How to Handle Disability Issues
CHARGES OF DISABILITY DISCRIMINATION under the Americans with Disabilities Act (ADA) were filed 15,346 times last year with the Equal Employment Opportunity Commission (EEOC). Many of those charges were based on an employer’s failure to reasonably accommodate the disabled employee.
An employer who fails to provide reasonable accommodation to a disabled individual can be liable for damages, including the payment of back pay and benefits, compensatory damages for “pain and suffering,” and punitive damages. Though the amount of compensatory and punitive damages that a successful plaintiff can recover is currently capped at $300,000 for large employers and $50,000 for small employers, the impact of an adverse jury verdict can be significant. Even if an employer has employment-practice liability insurance, that insurance may not cover liability for punitive damages for intentional acts of discrimination. Without insurance, the loss would come right out of the employer’s bottom line.
The problem for any employer faced with the task of accommodating a particular disabled worker is knowing when the legal duty to provide the required reasonable accommodation has been met. If the employer is wrong in the eyes of the jury and has not done enough to accommodate the worker’s condition, then the very real possibility of a large damage award exists. Companies need to fully understand the law to ensure compliance and avoid becoming one of the organizations facing costly charges of discrimination.
It is discrimination under the ADA if an employer does not make reasonable accommodations to the known physical or mental limitations of an otherwise qualified employee with a disability. Reasonable accommodation is any change or adjustment to a job or work environment that permits a qualified employee with a disability to perform the essential functions of the job or to enjoy the benefits and privileges of employment equal to those enjoyed by other employees.

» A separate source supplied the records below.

//! CPAL-based audio output backend.

use cpal::traits::{DeviceTrait, HostTrait, StreamTrait};
use cpal::{Stream, StreamConfig};
use bg_engine::Frame;
use ringbuf::traits::{Consumer, Producer, Split};
use ringbuf::{HeapCons, HeapProd, HeapRb};
use std::sync::atomic::{AtomicBool, Ordering};
use std::sync::Arc;
use std::time::Duration;

use crate::traits::{AudioError, AudioOutput};

/// CPAL-based audio output fed through a lock-free SPSC ring.
///
/// Not `Send` on every platform: open it on the thread that renders.
pub struct CpalOutput {
    config: StreamConfig,
    stream: Stream,
    producer: HeapProd<Frame>,
    running: Arc<AtomicBool>,
    failed: Arc<AtomicBool>,
}

impl CpalOutput {
    /// Open the default output device and build a paused stereo stream.
    pub fn open() -> Result<Self, AudioError> {
        let host = cpal::default_host();
        let device = host.default_output_device().ok_or(AudioError::NoDevice)?;

        let config = device
            .default_output_config()
            .map_err(|e| AudioError::DeviceInit(e.to_string()))?;

        let mut config: StreamConfig = config.into();
        // The callback writes a stereo pair and zero-fills any extra channels.
        config.channels = 2;

        // About 100ms of audio between the render thread and the device.
        let buffer_size = config.sample_rate.0 as usize / 10;
        let rb = HeapRb::<Frame>::new(buffer_size.max(1));
        let (producer, consumer) = rb.split();

        let running = Arc::new(AtomicBool::new(false));
        let failed = Arc::new(AtomicBool::new(false));
        let stream = build_stream(&device, &config, consumer, running.clone(), failed.clone())?;
        log::debug!(
            "opened output: {} Hz, {} channels",
            config.sample_rate.0,
            config.channels
        );

        Ok(Self {
            config,
            stream,
            producer,
            running,
            failed,
        })
    }
}

fn build_stream(
    device: &cpal::Device,
    config: &StreamConfig,
    mut consumer: HeapCons<Frame>,
    running: Arc<AtomicBool>,
    failed: Arc<AtomicBool>,
) -> Result<Stream, AudioError> {
    let channels = config.channels as usize;
    device
        .build_output_stream(
            config,
            move |data: &mut [f32], _: &cpal::OutputCallbackInfo| {
                if !running.load(Ordering::Relaxed) {
                    data.fill(0.0);
                    return;
                }
                for chunk in data.chunks_mut(channels) {
                    let frame = consumer.try_pop().unwrap_or_default().clamped();
                    for (i, sample) in chunk.iter_mut().enumerate() {
                        *sample = match i {
                            0 => frame.left,
                            1 => frame.right,
                            _ => 0.0,
                        };
                    }
                }
            },
            move |err| {
                log::error!("audio stream error: {}", err);
                failed.store(true, Ordering::Relaxed);
            },
            None,
        )
        .map_err(|e| AudioError::StreamCreate(e.to_string()))
}

impl AudioOutput for CpalOutput {
    fn sample_rate(&self) -> u32 {
        self.config.sample_rate.0
    }

    fn write(&mut self, frames: &[Frame]) -> Result<(), AudioError> {
        let mut rest = frames;
        while !rest.is_empty() {
            if self.failed.load(Ordering::Relaxed) {
                return Err(AudioError::Playback("output stream failed".into()));
            }
            if !self.running.load(Ordering::Relaxed) {
                return Ok(());
            }
            let pushed = self.producer.push_slice(rest);
            rest = &rest[pushed..];
            if !rest.is_empty() {
                std::thread::sleep(Duration::from_millis(1));
            }
        }
        Ok(())
    }

    fn start(&mut self) -> Result<(), AudioError> {
        self.running.store(true, Ordering::Relaxed);
        self.stream
            .play()
            .map_err(|e| AudioError::Playback(e.to_string()))
    }

    fn stop(&mut self) -> Result<(), AudioError> {
        self.running.store(false, Ordering::Relaxed);
        self.stream
            .pause()
            .map_err(|e| AudioError::Playback(e.to_string()))
    }
}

Accommodation is not required, however, if it would cause an employer undue hardship. Whether an accommodation represents an undue hardship is based on a case-by-case assessment. Accommodation is also not required if the employee presents a direct threat to the workplace, other employees, or himself. (More on these points later.)
Meeting the reasonable accommodation obligation can be tricky. The federal regulations implementing the ADA state that to determine the appropriate accommodation, it may be necessary for the employer to initiate an informal, interactive process with the employee. According to the regulations, the appropriate reasonable accommodation is best determined through a flexible interactive process that involves both the employer and the employee. The process requires a great deal of communication.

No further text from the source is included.